§ **DATA FOR REVIEW**
--------------------

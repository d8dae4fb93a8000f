//! Root certificate records
//!
//! Reads a PEM root certificate and keeps what the check needs from it:
//! subject, expiry and the subject-name hash locating its CRL.

use crate::hash::subject_hash;
use crate::time::asn1_time_to_unix;
use crate::{file_name_of, Result};
use openssl::x509::{X509NameRef, X509};
use std::fs;
use std::path::Path;

/// A root certificate read from the trust directory
#[derive(Debug, Clone, PartialEq, Eq)]
pub struct CertificateRecord {
    pub file_name: String,
    pub subject: String,
    /// Expiry as a Unix timestamp
    pub not_after: i64,
    pub not_after_raw: String,
    pub hash: String,
}

impl CertificateRecord {
    /// Read and parse a certificate file
    pub fn load(path: impl AsRef<Path>) -> Result<Self> {
        let path = path.as_ref();
        let cert_pem = fs::read(path)?;
        Self::from_pem(file_name_of(path)?, &cert_pem)
    }

    /// Parse a certificate already held in memory
    pub fn from_pem(file_name: impl Into<String>, cert_pem: &[u8]) -> Result<Self> {
        let cert = X509::from_pem(cert_pem)?;
        let not_after = cert.not_after();

        Ok(Self {
            file_name: file_name.into(),
            subject: format_name(cert.subject_name()),
            not_after: asn1_time_to_unix(not_after)?,
            not_after_raw: not_after.to_string(),
            hash: subject_hash(&cert),
        })
    }

    /// True once `now` has reached the certificate's notAfter
    pub const fn is_expired(&self, now: i64) -> bool {
        now >= self.not_after
    }
}

/// One-line distinguished name, `O=Example, CN=Example Root` style
fn format_name(name: &X509NameRef) -> String {
    name.entries()
        .map(|entry| {
            let key = entry.object().nid().short_name().unwrap_or("UNDEF");
            let value = entry
                .data()
                .as_utf8()
                .map(|data| data.to_string())
                .unwrap_or_default();
            format!("{key}={value}")
        })
        .collect::<Vec<_>>()
        .join(", ")
}

#[cfg(test)]
mod tests {
    use super::*;
    use std::io::Write;
    use tempfile::NamedTempFile;

    #[test]
    fn test_from_pem_reads_subject_and_expiry() {
        let record =
            CertificateRecord::from_pem("alpha.pem", include_bytes!("../../../testdata/alpha.pem"))
                .unwrap();

        assert_eq!(record.file_name, "alpha.pem");
        assert_eq!(record.subject, "O=Crlwatch Test, CN=Alpha Root CA");
        assert_eq!(record.not_after, 2_524_607_999);
        assert_eq!(record.not_after_raw, "Dec 31 23:59:59 2049 GMT");
        assert_eq!(record.hash, "4bed4a22");
    }

    #[test]
    fn test_is_expired() {
        let record = CertificateRecord::from_pem(
            "expired.pem",
            include_bytes!("../../../testdata/expired.pem"),
        )
        .unwrap();

        assert_eq!(record.not_after, 1_293_839_999);
        assert!(record.is_expired(1_792_368_000));
        assert!(record.is_expired(record.not_after));
        assert!(!record.is_expired(record.not_after - 1));
    }

    #[test]
    fn test_load_uses_file_name() {
        let mut file = NamedTempFile::new().unwrap();
        file.write_all(include_bytes!("../../../testdata/gamma.pem"))
            .unwrap();

        let record = CertificateRecord::load(file.path()).unwrap();
        assert_eq!(
            record.file_name,
            file.path().file_name().unwrap().to_str().unwrap()
        );
        assert_eq!(record.hash, "9527d0d1");
    }

    #[test]
    fn test_garbage_is_a_parse_error() {
        let result = CertificateRecord::from_pem("junk.pem", b"not a certificate");
        assert!(matches!(result, Err(crate::CryptoError::Parse(_))));
    }

    #[test]
    fn test_missing_file_is_io_error() {
        let result = CertificateRecord::load("/nonexistent/path/root.pem");
        assert!(matches!(result, Err(crate::CryptoError::Io(_))));
    }
}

--------------------

§ **AIM OF THE EXERCISE**
Your task is to reproduce exactly the lines from the one with "file.path().file_name().unwrap().to_str().unwrap()" through the end of the listing. Both ends belong in the answer.

§ **FINISHED TASK**
            file.path().file_name().unwrap().to_str().unwrap()
        );
        assert_eq!(record.hash, "9527d0d1");
    }

    #[test]
    fn test_garbage_is_a_parse_error() {
        let result = CertificateRecord::from_pem("junk.pem", b"not a certificate");
        assert!(matches!(result, Err(crate::CryptoError::Parse(_))));
    }

    #[test]
    fn test_missing_file_is_io_error() {
        let result = CertificateRecord::load("/nonexistent/path/root.pem");
        assert!(matches!(result, Err(crate::CryptoError::Io(_))));
    }
}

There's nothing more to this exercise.